South:
222 (block): From approxi- mately this corner to
the northwest corner of Pearl and Maiden Lane was
the farm of Anthony ''the Turk'' Jansen, whose wife,
Grietse Reyniers, was New Amsterdam's first prostitute,
arriving here in 1633.
Later, this corner was the site
of the Spring Garden, New York's first pleasure garden,
which opened ealy in the 18th Century
and lasted until 1768.
By 1834, this was the site of Scudder's Museum,
which featured elaborate dioramas, a mummy,
scalps, John Hancock's signature, live
boa constrictor feedings and a wax statue
of Daddy Lambert, known as the fattest New
Yorker ever.
In 1841, Scudder's became
P.T. Barnum's enormously popular
American Museum,
where midget
Tom Thumb and Siamese twins
Chang and Eng performed. The famous sign marked
''This Way to the Egress'' tricked visitors into
exiting. When the museum burned down on July 13, 1865,
a Bengal tiger escaped and had to be killed
on Broadway by a firefighter.
From 1866-96 here was the
New York Herald Building, home of the
racist, anti-Semitic newspaper founded by
James Gordon Bennett. It introduced such
features as the gossip column and Wall
Street coverage, and was the paper that sent
Henry Stanley to look for the missing Dr.
David Livingstone.
From 1898-1958 the
St.
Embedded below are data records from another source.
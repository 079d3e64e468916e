use super::handlers;
use super::types::{AppState, Request};
use crate::ipc::error::err;

pub fn handle_request(state: &mut AppState, req: Request) -> serde_json::Value {
    if let Some(resp) = handlers::core::try_handle(state, &req) {
        return resp;
    }
    if let Some(resp) = handlers::settings::try_handle(state, &req) {
        return resp;
    }
    if let Some(resp) = handlers::students::try_handle(state, &req) {
        return resp;
    }
    if let Some(resp) = handlers::subjects::try_handle(state, &req) {
        return resp;
    }
    if let Some(resp) = handlers::grades::try_handle(state, &req) {
        return resp;
    }
    if let Some(resp) = handlers::dashboard::try_handle(state, &req) {
        return resp;
    }
    if let Some(resp) = handlers::import_sheet::try_handle(state, &req) {
        return resp;
    }
    if let Some(resp) = handlers::backup_exchange::try_handle(state, &req) {
        return resp;
    }

    err(
        &req.id,
        "not_implemented",
        format!("unknown method: {}", req.method),
        None,
    )
}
Paul Building was here,
which one architecture critic called
''perhaps the least attractive design of all New York's skyscrapers.''
The current building served as the offices
of Michael Douglas and Charlie Sheen in the
movie Wall Street.
Bennett Building
Corner (93-99 Nassau): Built by the New York Herald's James
Gordon Bennett Sr. in 1873, to a Second Empire design by Arthur Gilman; extensive additions
from 1890-94. Described by the AIA Guide
as "a glassy building with a deeply 3-dimensional
and lavish cast-iron structural grid." With four stories added to its original six, this may be the tallest cast-iron building in the world.